Hunters of the morel mushroom possess few observable characteristics. They come out for just a few weeks in spring after a week or two of warm temperatures and a couple of bouts of rain. April is when you can normally find them traipsing through the woods. They are often alone, sometimes wear camouflage, and, most importantly, are always, always secretive.
Paul Rukazina went out for the first time on Wednesday after a buddy of his showed him a few pickings from the day before.
The Fairview Heights resident dressed in brown clothing for the hunt. He was walking on the south side of a hill and spotted some black morels, the first type of the season, pushing through the leaves. Then he found some yellow mushrooms, and, a little later, three gigantic specimens under a Sycamore tree.
“When you find one, there’s usually more of them,” he said. He often gets down on his hands and knees to uncover his prey from tall grass and leaves.
Rukazina picked the morels by the base and put them in a mesh bag so the spores could escape and pepper the ground. He was apprehensive about saying where he’d gone that day. Somewhere in St. Clair County was all he would admit to at first before conceding it was on some private land near the town where he lives.
“Now’s the time to be in the woods,” he said.
When you find one, there’s usually more of them.
Paul Rukazina, Fairview Heights resident
Rukazina isn’t the only fungus cognoscenti thinking about getting back in the woods this weekend.
“They’ve been coming for weeks,” said Jennifer Randolph-Bollinger, a naturalist at the Giant City State Park in Makanda.
Morel-hunters will stop in at the visitors’ center, she said, and the first question out of their mouths is, “Where are the morels?”
Mushroom-hunting is legal in state parks, though they may have different rules. For example, at Giant City, hunters may not sell what they find. They also can’t hunt on 100 acres of devoted nature preserve and can only go out after noon, which is when the turkey-hunters have left.
Despite these restrictions, one maintenance worker at the 4,055-acre park said he saw someone take out over a hundred morels, Randolph-Bollinger said.
Elm and Ash trees are pretty good locations to look, she explained, especially if the trees have been dead for a year or less. Then again, she said, she has personally found them near Pines and under Autumn Olives.
“There is no rhyme or reason to those morel mushrooms,” she said. “If someone tells you they’re an expert, they’re lying.”
Because trees are just beginning to sprout leaves, however, it can be difficult to spot which varieties they are. Randolph-Bollinger recommended trying to tell trees by their bark and getting an I.D. book to bring along on outings.

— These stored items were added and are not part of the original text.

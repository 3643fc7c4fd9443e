use serde::Deserialize;

#[derive(Debug, Deserialize, Clone)]
pub struct ServerConfig {
    pub host: String,
    pub port: u16,
}

#[derive(Debug, Deserialize, Clone)]
pub struct DatabaseConfig {
    pub path: String,
}

#[derive(Debug, Deserialize, Clone)]
pub struct AppConfig {
    pub server: ServerConfig,
    pub database: DatabaseConfig,
}

impl AppConfig {
    pub fn load(path: &str) -> Result<Self, config::ConfigError> {
        dotenv::dotenv().ok();

        let settings = config::Config::builder()
            .add_source(config::File::with_name(path).required(false))
            .add_source(config::Environment::with_prefix("BLVD").separator("__"))
            .build()?;

        let mut app_config: AppConfig = settings.try_deserialize()?;

        // Expand environment variables if present like ${BLVD_DB_FILE}
        app_config.server.host = expand_env(&app_config.server.host);
        app_config.database.path = expand_env(&app_config.database.path);

        Ok(app_config)
    }
}

fn expand_env(val: &str) -> String {
    if val.starts_with("${") && val.ends_with('}') {
        let var_name = &val[2..val.len() - 1];
        std::env::var(var_name).unwrap_or_else(|_| "".to_string())
    } else {
        val.to_string()
    }
}
pub mod commands;

use std::io::{self, Write};
use std::sync::Arc;

use crate::chat::{ChatEvent, ChatRelay};
use crate::cli::commands::{Commands, ConversationAction};
use crate::config::AppConfig;
use crate::db::{get_connection, service::DbService};
use crate::llm::AnthropicFactory;

pub async fn run_cli(command: Commands, config_path: String) {
    let config = AppConfig::load(&config_path).expect("Failed to load config");

    match command {
        Commands::Serve => {
            panic!("Serve command should be intercepted by main.rs to boot actix-web");
        }
        Commands::Conversation { action } => {
            let pool = get_connection(&config.database).expect("DB error");
            let conn = pool.lock().unwrap();

            match action {
                ConversationAction::Create { title } => {
                    match DbService::insert_conversation(&conn, &title) {
                        Ok(c) => println!("Created Conversation: {} (#{})", c.title, c.id),
                        Err(e) => eprintln!("Error: {}", e),
                    }
                }
                ConversationAction::List => match DbService::list_conversations(&conn) {
                    Ok(conversations) => {
                        if conversations.is_empty() {
                            println!("No conversations found.");
                        } else {
                            println!("{:<8} | {:<20} | {}", "ID", "Created At", "Title");
                            println!("{:-<8}-+-{:-<20}-+-{:-<20}", "", "", "");
                            for c in conversations {
                                println!("{:<8} | {:<20} | {}", c.id, c.created_at, c.title);
                            }
                        }
                    }
                    Err(e) => eprintln!("Error: {}", e),
                },
                ConversationAction::Delete { id } => {
                    match DbService::delete_conversation(&conn, id) {
                        Ok(_) => println!("Deleted conversation {}", id),
                        Err(e) => eprintln!("Error: {}", e),
                    }
                }
                ConversationAction::Export { id, path } => {
                    let conversation = match DbService::get_conversation(&conn, id) {
                        Ok(Some(c)) => c,
                        _ => {
                            eprintln!("Conversation {} not found.", id);
                            return;
                        }
                    };
                    let messages = DbService::get_messages(&conn, id).unwrap_or_default();

                    let export_path = path.unwrap_or_else(|| format!("conversation_{}.txt", id));
                    let mut file =
                        std::fs::File::create(&export_path).expect("Failed to create file");

                    writeln!(file, "Conversation: {}", conversation.title).unwrap();
                    writeln!(file, "ID: {}", conversation.id).unwrap();
                    writeln!(file, "Created At: {}", conversation.created_at).unwrap();
                    writeln!(file, "---").unwrap();

                    for m in messages {
                        writeln!(file, "[{}]: {}", m.role.to_uppercase(), m.content).unwrap();
                        writeln!(file, "---").unwrap();
                    }

                    println!("Conversation exported successfully to: {}", export_path);
                }
            }
        }
        Commands::Chat { conversation } => {
            run_repl(conversation, config).await;
        }
    }
}

async fn run_repl(conversation_id: i64, config: AppConfig) {
    let pool = get_connection(&config.database).expect("DB Error");

    let conversation_exists = {
        let conn = pool.lock().unwrap();
        DbService::get_conversation(&conn, conversation_id)
            .unwrap_or(None)
            .is_some()
    };

    if !conversation_exists {
        eprintln!("Conversation {} not found.", conversation_id);
        return;
    }

    let relay = ChatRelay::new(pool, Arc::new(AnthropicFactory));

    println!("--- BLV Dashboard Terminal Chat ---");
    println!("Connected to Conversation: {}", conversation_id);
    println!("Type /exit to quit.");
    println!("-----------------------------------");

    loop {
        print!("\nUser> ");
        io::stdout().flush().unwrap();

        let mut input = String::new();
        io::stdin().read_line(&mut input).unwrap();
        let text = input.trim();

        if text.is_empty() {
            continue;
        }
        if text == "/exit" || text == "/quit" {
            break;
        }

        let mut rx = match relay.open(conversation_id, text) {
            Ok(rx) => rx,
            Err(e) => {
                eprintln!("{}", e);
                continue;
            }
        };

        print!("Assistant> ");
        io::stdout().flush().unwrap();

        while let Some(event) = rx.recv().await {
            match event {
                ChatEvent::Chunk(chunk) => {
                    print!("{}", chunk);
                    io::stdout().flush().unwrap();
                }
                ChatEvent::Done => break,
                ChatEvent::Error(message) => {
                    eprintln!("\n[error] {}", message);
                    break;
                }
            }
        }
        println!();
    }
}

“When spring comes, I just start looking,” said the naturalist, who has her own hunting locations outside of the park. “I have my morel sensors on heightened awareness.”
There is no rhyme or reason to those morel mushrooms. If someone tells you they’re an expert, they’re lying.
Jennifer Randolph-Bollinger, a naturalist at the Giant City State Park in Makanda
Experts like Gregory Mueller, though, do have some advice.
Mueller recommended people look out for false morels, which can cause illness. He is the chief scientist and vice president of science at the Negaunee Foundation as well as the co-founder of the website illinoismushrooms.com.
The good news is that false morels are easy to tell apart from true morels if you know what you’re looking for.
True morels have hollow stems, Mueller said. False morels do not. True morels have a honeycomb shape. False morels look like brains or saddles.
Morels, of course, are not the only edible mushroom in Illinois. For more information, check out Edible Wild Mushrooms of Illinois and Surrounding States, written by Joe McFarland, the other co-founder of illinoismushrooms.com.
For novice hunters, those who aren’t afraid of a little competition, or those who appreciate a little camaraderie in nature, the Pere Marquette State Park in Grafton is hosting a Mushroom Festival on Sunday from 11 a.m. to 3 p.m.